# ACTIVITY
Where a line of the material contains the string "PgPoolOptions", copy that line.

+++

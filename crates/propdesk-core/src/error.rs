use thiserror::Error;

#[derive(Debug, Error)]
pub enum CoreError {
    #[error("Configuration error: {0}")]
    Config(String),
}

impl CoreError {
    /// Short error code logged next to the message.
    pub fn code(&self) -> &'static str {
        match self {
            CoreError::Config(_) => "CONFIG_ERROR",
        }
    }
}

pub type Result<T> = std::result::Result<T, CoreError>;
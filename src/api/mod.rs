use crate::api::google::{GoogleVerifier, IdentityVerifier};
use anyhow::{Context, Result};
use axum::{
    body::Body,
    http::{HeaderName, HeaderValue, Method, Request},
    routing::{get, post},
    Extension, Router,
};
use sqlx::postgres::PgPoolOptions;
use std::{sync::Arc, time::Duration};
use tokio::net::TcpListener;
use tower::ServiceBuilder;
use tower_http::{
    cors::{Any, CorsLayer},
    request_id::PropagateRequestIdLayer,
    set_header::SetRequestHeaderLayer,
    trace::TraceLayer,
};
use tracing::{debug_span, info, Span};
use ulid::Ulid;
use utoipa::OpenApi;
use utoipa_swagger_ui::SwaggerUi;

pub mod google;
pub mod password;

pub mod handlers;

/// Static configuration shared with the info handlers.
#[derive(Debug, Clone)]
pub struct AppConfig {
    pub server_public_key: String,
}

#[derive(OpenApi)]
#[openapi(
    paths(
        handlers::health::health,
        handlers::root::root,
        handlers::root::server_public_key,
        handlers::signup::signup,
        handlers::login::login,
        handlers::google_auth::google_auth,
    ),
    components(
        schemas(
            handlers::UserId,
            handlers::signup::SignupRequest,
            handlers::login::LoginRequest,
            handlers::google_auth::GoogleAuthRequest,
        )
    ),
    tags(
        (name = "auth", description = "Signup, login and identity-provider authentication"),
        (name = "health", description = "Service liveness"),
        (name = "info", description = "Route map and server metadata"),
    )
)]
struct ApiDoc;

#[must_use]
pub fn openapi() -> utoipa::openapi::OpenApi {
    ApiDoc::openapi()
}

/// router
/// # Errors
/// Returns an error if the server fails to start
pub async fn new(
    port: u16,
    dsn: String,
    tokeninfo_url: String,
    server_public_key: String,
) -> Result<()> {
    // Connect to database
    let pool = PgPoolOptions::new()
        .min_connections(1)
        .max_connections(5)
        .max_lifetime(Duration::from_secs(60 * 2))
        .test_before_acquire(true)
        .connect(&dsn)
        .await
        .context("Failed to connect to database")?;

    let verifier: Arc<dyn IdentityVerifier> = Arc::new(GoogleVerifier::new(tokeninfo_url)?);

    let config = Arc::new(AppConfig { server_public_key });

    let cors = CorsLayer::new()
        // allow `GET` and `POST` when accessing the resource
        .allow_methods([Method::GET, Method::POST])
        // allow requests from any origin
        .allow_origin(Any);

    let app = Router::new()
        .route("/", get(handlers::root))
        .route("/signup", post(handlers::signup))
        .route("/login", post(handlers::login))
        .route("/google-auth", post(handlers::google_auth))
        .route("/server_public_key", get(handlers::server_public_key))
        .layer(
            ServiceBuilder::new()
                .layer(SetRequestHeaderLayer::if_not_present(
                    HeaderName::from_static("x-request-id"),
                    |_req: &_| HeaderValue::from_str(Ulid::new().to_string().as_str()).ok(),
                ))
                .layer(PropagateRequestIdLayer::new(HeaderName::from_static(
                    "x-request-id",
                )))
                .layer(TraceLayer::new_for_http().make_span_with(make_span))
                .layer(cors)
                .layer(Extension(pool))
                .layer(Extension(verifier))
                .layer(Extension(config)),
        )
        .route("/health", get(handlers::health).options(handlers::health))
        .merge(SwaggerUi::new("/swagger-ui").url("/openapi.json", openapi()));

    let listener = TcpListener::bind(format!("::0:{port}")).await?;

    info!("Listening on [::]:{}", port);

    axum::serve(listener, app.into_make_service())
        .with_graceful_shutdown(async move {
            let _ = tokio::signal::ctrl_c().await;
            info!("Gracefully shutdown");
        })
        .await?;

    Ok(())
}

// span
fn make_span(request: &Request<Body>) -> Span {
    let headers = request.headers();
    let path = request.uri().path();
    let request_id = headers
        .get("x-request-id")
        .and_then(|val| val.to_str().ok())
        .unwrap_or("none");

    debug_span!("http-request", path, ?headers, request_id)
}
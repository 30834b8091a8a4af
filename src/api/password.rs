//! Argon2id password hashing.
//!
//! Digests use the PHC string format so the parameters and salt travel with
//! the digest itself.

use anyhow::{anyhow, Result};
use argon2::{
    password_hash::{rand_core::OsRng, PasswordHash, PasswordHasher, PasswordVerifier, SaltString},
    Argon2,
};

/// Hash a plaintext password into a PHC-format digest.
///
/// # Errors
///
/// Returns an error if the hasher rejects the input.
pub fn hash(plain: &str) -> Result<String> {
    let salt = SaltString::generate(&mut OsRng);

    Argon2::default()
        .hash_password(plain.as_bytes(), &salt)
        .map(|digest| digest.to_string())
        .map_err(|err| anyhow!("failed to hash password: {err}"))
}

/// Verify a plaintext password against a stored digest.
///
/// Malformed digests verify as false.
#[must_use]
pub fn verify(plain: &str, digest: &str) -> bool {
    PasswordHash::new(digest).map_or(false, |parsed| {
        Argon2::default()
            .verify_password(plain.as_bytes(), &parsed)
            .is_ok()
    })
}

#[cfg(test)]
mod tests {
    use super::*;
    use anyhow::Result;

    #[test]
    fn hash_then_verify_round_trip() -> Result<()> {
        let digest = hash("correct horse battery staple")?;
        assert!(verify("correct horse battery staple", &digest));
        Ok(())
    }

    #[test]
    fn verify_rejects_wrong_password() -> Result<()> {
        let digest = hash("correct horse battery staple")?;
        assert!(!verify("incorrect horse", &digest));
        Ok(())
    }

    #[test]
    fn verify_rejects_malformed_digest() {
        assert!(!verify("anything", "not-a-phc-string"));
        assert!(!verify("anything", ""));
    }

    #[test]
    fn hash_salts_are_unique() -> Result<()> {
        let first = hash("same password")?;
        let second = hash("same password")?;
        assert_ne!(first, second);
        Ok(())
    }
}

+++

# RESULT OF THIS TASK
use sqlx::postgres::PgPoolOptions;
    let pool = PgPoolOptions::new()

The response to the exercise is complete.